─── SUPPLIED MATERIAL ───

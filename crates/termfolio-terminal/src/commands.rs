//! Built-in commands for the termfolio shell.

use termfolio_types::error::Result;

use crate::file_commands::{CatCmd, LsCmd, PwdCmd};
use crate::interpreter::{Command, CommandOutput, CommandRegistry, Environment};
use crate::markup::{self, escape_html};
use crate::profile_commands::{
    ContactCmd, EducationCmd, ExperienceCmd, NeofetchCmd, ProjectsCmd, SkillsCmd, WhoamiCmd,
};
use crate::time::format_timestamp;

/// Register all built-in commands into a registry.
///
/// Registration order is the order shown by `help` and searched by tab
/// completion.
pub fn register_builtins(reg: &mut CommandRegistry) {
    reg.register(Box::new(HelpCmd));
    reg.register(Box::new(WhoamiCmd));
    reg.register(Box::new(ExperienceCmd));
    reg.register(Box::new(SkillsCmd));
    reg.register(Box::new(ProjectsCmd));
    reg.register(Box::new(EducationCmd));
    reg.register(Box::new(ContactCmd));
    reg.register(Box::new(NeofetchCmd));
    reg.register(Box::new(ClearCmd));
    reg.register(Box::new(LsCmd));
    reg.register(Box::new(CatCmd));
    reg.register(Box::new(PwdCmd));
    reg.register(Box::new(DateCmd));
    reg.register(Box::new(EchoCmd));
}

// ---------------------------------------------------------------------------
// help
// ---------------------------------------------------------------------------

struct HelpCmd;
impl Command for HelpCmd {
    fn name(&self) -> &str {
        "help"
    }
    fn description(&self) -> &str {
        "Show this help message"
    }
    fn execute(&self, _args: &[&str], env: &Environment<'_>) -> Result<CommandOutput> {
        let mut out = vec![
            markup::section_header("Available Commands"),
            markup::text_line("dim", &"\u{2500}".repeat(41)),
        ];
        for cmd in env.registry.list() {
            let label = if cmd.aliases().is_empty() {
                cmd.usage().to_string()
            } else {
                let mut names = vec![cmd.name()];
                names.extend_from_slice(cmd.aliases());
                names.join(" / ")
            };
            out.push(format!(
                "<div class=\"help-row\"><span class=\"help-cmd\">{}</span><span class=\"help-desc dim\">{}</span></div>",
                escape_html(&label),
                escape_html(cmd.description())
            ));
        }
        out.push(markup::text_line(
            "dim",
            "Tip: Use \u{2191}\u{2193} for history, Tab for autocomplete",
        ));
        Ok(CommandOutput::Markup(out.join("\n")))
    }
}

// ---------------------------------------------------------------------------
// clear
// ---------------------------------------------------------------------------

struct ClearCmd;
impl Command for ClearCmd {
    fn name(&self) -> &str {
        "clear"
    }
    fn description(&self) -> &str {
        "Clear the terminal"
    }
    fn execute(&self, _args: &[&str], _env: &Environment<'_>) -> Result<CommandOutput> {
        Ok(CommandOutput::Clear)
    }
}

// ---------------------------------------------------------------------------
// date
// ---------------------------------------------------------------------------

struct DateCmd;
impl Command for DateCmd {
    fn name(&self) -> &str {
        "date"
    }
    fn description(&self) -> &str {
        "Show current date & time"
    }
    fn execute(&self, _args: &[&str], env: &Environment<'_>) -> Result<CommandOutput> {
        let now = env.time.now();
        Ok(CommandOutput::Markup(markup::text_line(
            "",
            &format_timestamp(&now),
        )))
    }
}

// ---------------------------------------------------------------------------
// echo
// ---------------------------------------------------------------------------

struct EchoCmd;
impl Command for EchoCmd {
    fn name(&self) -> &str {
        "echo"
    }
    fn description(&self) -> &str {
        "Echo text back"
    }
    fn usage(&self) -> &str {
        "echo <text>"
    }
    fn execute(&self, args: &[&str], _env: &Environment<'_>) -> Result<CommandOutput> {
        if args.is_empty() {
            return Ok(CommandOutput::Markup(markup::BLANK_LINE.to_string()));
        }
        Ok(CommandOutput::Markup(markup::text_line("", &args.join(" "))))
    }
}
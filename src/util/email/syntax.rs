use std::sync::LazyLock;

use regex::Regex;

// Practical subset of RFC 5322: dotted local part, at least one dot in the domain,
// alphabetic TLD of two or more letters.
static EMAIL_REGEX: LazyLock<Regex> = LazyLock::new(|| {
    Regex::new(r"^[a-zA-Z0-9._%+-]+@[a-zA-Z0-9.-]+\.[a-zA-Z]{2,}$")
        .expect("email regex is a valid literal")
});

pub fn validate_email_syntax(email: &str) -> bool {
    !email.is_empty() && EMAIL_REGEX.is_match(email)
}

/// Domain part of an address that already passed `validate_email_syntax`.
pub fn email_domain(email: &str) -> Option<&str> {
    email
        .split_once('@')
        .map(|(_, domain)| domain)
        .filter(|domain| !domain.is_empty())
}
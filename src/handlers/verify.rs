use std::sync::Arc;

use axum::{Json, body::Bytes, extract::State, response::IntoResponse};
use tracing::info;

use crate::{
    domain::verification::VerificationResult,
    dto::requests::verify_request::VerifyRequest,
    errors::code_error::{CodeError, CodeErrorResp, HandlerResponse, code_err},
    init::state::ServerState,
    util::time::now::tokio_now,
};

/// Body is taken as raw bytes; `VerifyRequest::from_body` owns the 400 taxonomy. Malformed,
/// non-`application/json` and non-object bodies all answer 400, not 500.
#[utoipa::path(
    post,
    path = "/verify",
    tag = "verify",
    request_body = VerifyRequest,
    responses(
        (status = 200, description = "Verification finished", body = VerificationResult),
        (status = 400, description = "Missing or malformed input", body = CodeErrorResp),
        (status = 500, description = "Internal server error", body = CodeErrorResp)
    )
)]
pub async fn verify_handler(
    State(state): State<Arc<ServerState>>,
    body: Bytes,
) -> HandlerResponse<impl IntoResponse> {
    let start = tokio_now();
    let request = VerifyRequest::from_body(&body)?;

    info!(email = %request.email, "Verifying email");

    let result: VerificationResult = state
        .verify_email(&request.email)
        .await
        .map_err(|e| code_err(CodeError::INTERNAL_SERVER_ERROR, e))?;

    info!(
        email = %result.email,
        status = ?result.status,
        elapsed = ?start.elapsed(),
        "Verification finished"
    );

    Ok(Json(result))
}
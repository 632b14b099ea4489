use anyhow::anyhow;
use tracing_subscriber::EnvFilter;

use super::config::{LogFormat, LoggingConfig};

/// Installs the global subscriber. `RUST_LOG` wins over `LOG_LEVEL` when both are set.
pub fn init_logging(config: &LoggingConfig) -> anyhow::Result<()> {
    let filter = EnvFilter::try_from_default_env()
        .or_else(|_| EnvFilter::try_new(&config.level))
        .map_err(|e| anyhow!("Invalid log filter '{}': {e}", config.level))?;

    let builder = tracing_subscriber::fmt()
        .with_env_filter(filter)
        .with_target(false);

    let result = match config.format {
        LogFormat::Text => builder.try_init(),
        LogFormat::Json => builder.json().flatten_event(true).try_init(),
    };

    result.map_err(|e| anyhow!("Could not install tracing subscriber: {e}"))
}
use std::sync::Arc;

use tracing::info;

use crate::{
    init::state::ServerState,
    jobs::{
        job_funcs::every_minute::schedule_task_every_minute_at,
        maintenance::purge_verification_cache::purge_verification_cache,
    },
};

pub async fn task_init(state: Arc<ServerState>) -> anyhow::Result<()> {
    info!("Task scheduler running...");

    let coroutine_state = Arc::clone(&state);
    tokio::spawn(async move {
        schedule_task_every_minute_at(
            coroutine_state,
            move |coroutine_state: Arc<ServerState>| async move {
                purge_verification_cache(coroutine_state).await
            },
            String::from("PURGE_VERIFICATION_CACHE"),
            0, // seconds
        )
        .await
    });

    Ok(())
}
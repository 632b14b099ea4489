use std::{
    net::{IpAddr, SocketAddr},
    sync::Arc,
};

use axum::{
    body::Body,
    extract::{ConnectInfo, State},
    http::{HeaderMap, HeaderValue, Request, Response, StatusCode},
    middleware::Next,
};
use tokio::time::Instant;
use tracing::{Level, debug};

use crate::{
    build_info::{AXUM_VERSION, BUILD_TIME},
    init::state::ServerState,
};

const ERROR_HEADERS: [&str; 5] = [
    "x-error-log-level",
    "x-error-status-code",
    "x-error-code",
    "x-error-message",
    "x-error-detail",
];

// tracing needs the level at compile time, hence one arm per level
macro_rules! log_codeerror {
    ($level:expr, $($field:tt)*) => {
        let level: Level = $level;
        if level == Level::ERROR {
            tracing::error!($($field)*)
        } else if level == Level::WARN {
            tracing::warn!($($field)*)
        } else if level == Level::INFO {
            tracing::info!($($field)*)
        } else if level == Level::DEBUG {
            tracing::debug!($($field)*)
        } else {
            tracing::trace!($($field)*)
        }
    };
}

pub async fn log_middleware(
    State(state): State<Arc<ServerState>>,
    request: Request<Body>,
    next: Next,
) -> Response<Body> {
    let start = Instant::now();

    state.add_responses_handled();

    let method = request.method().clone();
    let path = request.uri().path().to_owned();
    let client_ip = client_ip(
        request.headers(),
        request
            .extensions()
            .get::<ConnectInfo<SocketAddr>>()
            .map(|ConnectInfo(addr)| *addr),
    );

    tracing::info!(kind = %"RECV", method = %method, path = %path, client_ip = ?client_ip);

    let mut response = next.run(request).await;
    let duration = start.elapsed();

    if response.status() == StatusCode::OK {
        tracing::info!(kind = %"RESP", method = %method, path = %path, client_ip = ?client_ip, duration = ?duration);
    } else {
        let headers = response.headers();

        let log_level = header_value_to_str(headers.get("x-error-log-level"))
            .and_then(|l| l.parse::<Level>().ok())
            .unwrap_or_else(|| default_log_level(response.status()));
        let status_code = response.status().as_u16();
        let error_code = header_value_to_str(headers.get("x-error-code")).unwrap_or("");
        let message = header_value_to_str(headers.get("x-error-message")).unwrap_or("");
        let detail = header_value_to_str(headers.get("x-error-detail")).unwrap_or("");

        log_codeerror!(
            log_level,
            kind = %"ERSP",
            method = %method,
            path = %path,
            client_ip = ?client_ip,
            status_code = %status_code,
            duration = ?duration,
            error_code = %error_code,
            message = %message,
            detail = %detail
        );

        let headers = response.headers_mut();
        for name in ERROR_HEADERS {
            headers.remove(name);
        }
    }

    let headers = response.headers_mut();
    headers.insert("x-server-built-time", HeaderValue::from_static(BUILD_TIME));
    headers.insert("x-server-name", HeaderValue::from_static(AXUM_VERSION));

    response
}

/// First `x-forwarded-for` hop if present and parseable, else the socket peer.
fn client_ip(headers: &HeaderMap, peer: Option<SocketAddr>) -> Option<IpAddr> {
    let forwarded = headers
        .get("x-forwarded-for")
        .and_then(|value| value.to_str().ok())
        .and_then(|value| value.split(',').next())
        .map(str::trim);

    match forwarded {
        Some(candidate) => match candidate.parse::<IpAddr>() {
            Ok(ip) => Some(ip),
            Err(e) => {
                debug!(error = ?e, candidate, "Could not parse x-forwarded-for into IpAddr");
                peer.map(|addr| addr.ip())
            }
        },
        None => peer.map(|addr| addr.ip()),
    }
}

/// Level for responses that did not come from a `CodeError` (extractor rejections, 405s).
fn default_log_level(status: StatusCode) -> Level {
    if status.is_server_error() {
        Level::ERROR
    } else if status.is_client_error() {
        Level::INFO
    } else {
        Level::DEBUG
    }
}

fn header_value_to_str(value: Option<&HeaderValue>) -> Option<&str> {
    value.and_then(|v| v.to_str().ok())
}

#[cfg(test)]
mod tests {
    use super::*;

    #[test]
    fn forwarded_header_wins_over_peer() {
        let mut headers = HeaderMap::new();
        headers.insert(
            "x-forwarded-for",
            HeaderValue::from_static("203.0.113.7, 10.0.0.1"),
        );
        let peer: SocketAddr = "127.0.0.1:40000".parse().unwrap();

        assert_eq!(
            client_ip(&headers, Some(peer)),
            Some("203.0.113.7".parse().unwrap())
        );
    }

    #[test]
    fn garbage_forwarded_header_falls_back_to_peer() {
        let mut headers = HeaderMap::new();
        headers.insert("x-forwarded-for", HeaderValue::from_static("not-an-ip"));
        let peer: SocketAddr = "192.0.2.1:5000".parse().unwrap();

        assert_eq!(
            client_ip(&headers, Some(peer)),
            Some("192.0.2.1".parse().unwrap())
        );
        assert_eq!(client_ip(&HeaderMap::new(), None), None);
    }

    #[test]
    fn plain_rejections_are_not_errors() {
        assert_eq!(default_log_level(StatusCode::METHOD_NOT_ALLOWED), Level::INFO);
        assert_eq!(default_log_level(StatusCode::PAYLOAD_TOO_LARGE), Level::INFO);
        assert_eq!(default_log_level(StatusCode::REQUEST_TIMEOUT), Level::INFO);
        assert_eq!(default_log_level(StatusCode::INTERNAL_SERVER_ERROR), Level::ERROR);
        assert_eq!(default_log_level(StatusCode::NO_CONTENT), Level::DEBUG);
    }
}
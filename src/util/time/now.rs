#[inline(always)]
pub fn tokio_now() -> tokio::time::Instant {
    tokio::time::Instant::now()
}
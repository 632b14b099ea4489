use std::str::FromStr;
use std::time::Duration;

use anyhow::anyhow;

const DEFAULT_HOST: &str = "0.0.0.0";
const DEFAULT_PORT: u16 = 5000;
const DEFAULT_WORKERS: usize = 4;
const DEFAULT_REQUEST_TIMEOUT_SECS: u64 = 60;

const DEFAULT_DNS_TIMEOUT_SECS: u64 = 5;
const DEFAULT_SMTP_CONNECT_TIMEOUT_SECS: u64 = 5;
const DEFAULT_SMTP_TIMEOUT_SECS: u64 = 10;
const DEFAULT_SMTP_PORTS: [u16; 3] = [25, 587, 465];
const DEFAULT_SMTP_MAX_MX_HOSTS: usize = 3;
const DEFAULT_MAX_CONCURRENT_VERIFICATIONS: usize = 4;
const DEFAULT_VERIFICATION_CACHE_TTL_SECS: u64 = 300;

#[derive(Debug, Clone, Copy, PartialEq, Eq)]
pub enum LogFormat {
    Text,
    Json,
}

#[derive(Debug, Clone)]
pub struct LoggingConfig {
    pub level: String,
    pub format: LogFormat,
}

#[derive(Debug, Clone)]
pub struct VerifierConfig {
    pub dns_timeout: Duration,
    pub smtp_connect_timeout: Duration,
    pub smtp_timeout: Duration,
    pub smtp_ports: Vec<u16>,
    /// EHLO name; `None` falls back to the local hostname.
    pub smtp_helo_name: Option<String>,
    pub max_mx_hosts: usize,
    pub max_concurrent_verifications: usize,
    /// Zero disables the result cache.
    pub cache_ttl: Duration,
}

impl Default for VerifierConfig {
    fn default() -> Self {
        VerifierConfig {
            dns_timeout: Duration::from_secs(DEFAULT_DNS_TIMEOUT_SECS),
            smtp_connect_timeout: Duration::from_secs(DEFAULT_SMTP_CONNECT_TIMEOUT_SECS),
            smtp_timeout: Duration::from_secs(DEFAULT_SMTP_TIMEOUT_SECS),
            smtp_ports: DEFAULT_SMTP_PORTS.to_vec(),
            smtp_helo_name: None,
            max_mx_hosts: DEFAULT_SMTP_MAX_MX_HOSTS,
            max_concurrent_verifications: DEFAULT_MAX_CONCURRENT_VERIFICATIONS,
            cache_ttl: Duration::from_secs(DEFAULT_VERIFICATION_CACHE_TTL_SECS),
        }
    }
}

#[derive(Debug, Clone)]
pub struct ServerConfig {
    pub host: String,
    pub port: u16,
    pub workers: usize,
    pub request_timeout: Duration,
    pub logging: LoggingConfig,
    pub verifier: VerifierConfig,
}

impl ServerConfig {
    pub fn from_env() -> anyhow::Result<Self> {
        if std::env::var("IS_AWS").is_err() {
            if let Err(e) = dotenvy::dotenv() {
                if !e.not_found() {
                    return Err(anyhow!("Could not load .env file: {e}"));
                }
            }
        }

        Self::from_lookup(|key| std::env::var(key).ok())
    }

    /// Builds the config from an arbitrary key lookup, so tests need not touch the process env.
    pub fn from_lookup<F>(lookup: F) -> anyhow::Result<Self>
    where
        F: Fn(&str) -> Option<String>,
    {
        let host = lookup("HOST")
            .map(|h| h.trim().to_owned())
            .filter(|h| !h.is_empty())
            .unwrap_or_else(|| DEFAULT_HOST.to_owned());

        let port = parse_or(&lookup, "PORT", DEFAULT_PORT)?;
        let workers = at_least_one(&lookup, "WORKERS", DEFAULT_WORKERS)?;
        let request_timeout = Duration::from_secs(parse_or(
            &lookup,
            "REQUEST_TIMEOUT_SECS",
            DEFAULT_REQUEST_TIMEOUT_SECS,
        )?);

        let level = lookup("LOG_LEVEL")
            .map(|l| l.trim().to_lowercase())
            .filter(|l| !l.is_empty())
            .unwrap_or_else(|| "info".to_owned());

        let format = match lookup("LOG_FORMAT").as_deref().map(str::trim) {
            None | Some("") => LogFormat::Text,
            Some(s) => match s.to_ascii_lowercase().as_str() {
                "text" | "pretty" | "plain" => LogFormat::Text,
                "json" => LogFormat::Json,
                other => return Err(anyhow!("Unsupported LOG_FORMAT '{other}'; use text or json")),
            },
        };

        let smtp_ports = match lookup("SMTP_PORTS") {
            Some(raw) => parse_port_list(&raw)?,
            None => DEFAULT_SMTP_PORTS.to_vec(),
        };

        let smtp_helo_name = lookup("SMTP_HELO_NAME")
            .map(|h| h.trim().to_owned())
            .filter(|h| !h.is_empty());

        let verifier = VerifierConfig {
            dns_timeout: Duration::from_secs(parse_or(
                &lookup,
                "DNS_TIMEOUT_SECS",
                DEFAULT_DNS_TIMEOUT_SECS,
            )?),
            smtp_connect_timeout: Duration::from_secs(parse_or(
                &lookup,
                "SMTP_CONNECT_TIMEOUT_SECS",
                DEFAULT_SMTP_CONNECT_TIMEOUT_SECS,
            )?),
            smtp_timeout: Duration::from_secs(parse_or(
                &lookup,
                "SMTP_TIMEOUT_SECS",
                DEFAULT_SMTP_TIMEOUT_SECS,
            )?),
            smtp_ports,
            smtp_helo_name,
            max_mx_hosts: at_least_one(&lookup, "SMTP_MAX_MX_HOSTS", DEFAULT_SMTP_MAX_MX_HOSTS)?,
            max_concurrent_verifications: at_least_one(
                &lookup,
                "MAX_CONCURRENT_VERIFICATIONS",
                DEFAULT_MAX_CONCURRENT_VERIFICATIONS,
            )?,
            cache_ttl: Duration::from_secs(parse_or(
                &lookup,
                "VERIFICATION_CACHE_TTL_SECS",
                DEFAULT_VERIFICATION_CACHE_TTL_SECS,
            )?),
        };

        Ok(ServerConfig {
            host,
            port,
            workers,
            request_timeout,
            logging: LoggingConfig { level, format },
            verifier,
        })
    }

    pub fn bind_addr(&self) -> String {
        format!("{}:{}", self.host, self.port)
    }
}

fn parse_or<F, T>(lookup: &F, key: &str, default: T) -> anyhow::Result<T>
where
    F: Fn(&str) -> Option<String>,
    T: FromStr,
    T::Err: std::fmt::Display,
{
    match lookup(key) {
        Some(raw) if !raw.trim().is_empty() => raw
            .trim()
            .parse::<T>()
            .map_err(|e| anyhow!("Environment variable {key} is invalid ('{raw}'): {e}")),
        _ => Ok(default),
    }
}

fn at_least_one<F>(lookup: &F, key: &str, default: usize) -> anyhow::Result<usize>
where
    F: Fn(&str) -> Option<String>,
{
    let value = parse_or(lookup, key, default)?;
    if value == 0 {
        return Err(anyhow!("Environment variable {key} must be at least 1"));
    }
    Ok(value)
}

fn parse_port_list(raw: &str) -> anyhow::Result<Vec<u16>> {
    let ports = raw
        .split(',')
        .map(str::trim)
        .filter(|p| !p.is_empty())
        .map(|p| {
            p.parse::<u16>()
                .map_err(|e| anyhow!("Invalid port '{p}' in SMTP_PORTS: {e}"))
        })
        .collect::<anyhow::Result<Vec<u16>>>()?;

    if ports.is_empty() {
        return Err(anyhow!("SMTP_PORTS must list at least one port"));
    }

    Ok(ports)
}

───

▶ [WHAT YOU SHOULD DO]: Identify the lines in the entries that hold "builder" and return each one.

▶ [PROBLEM SOLUTION]:
    let builder = tracing_subscriber::fmt()
        LogFormat::Text => builder.try_init(),
        LogFormat::Json => builder.json().flatten_event(true).try_init(),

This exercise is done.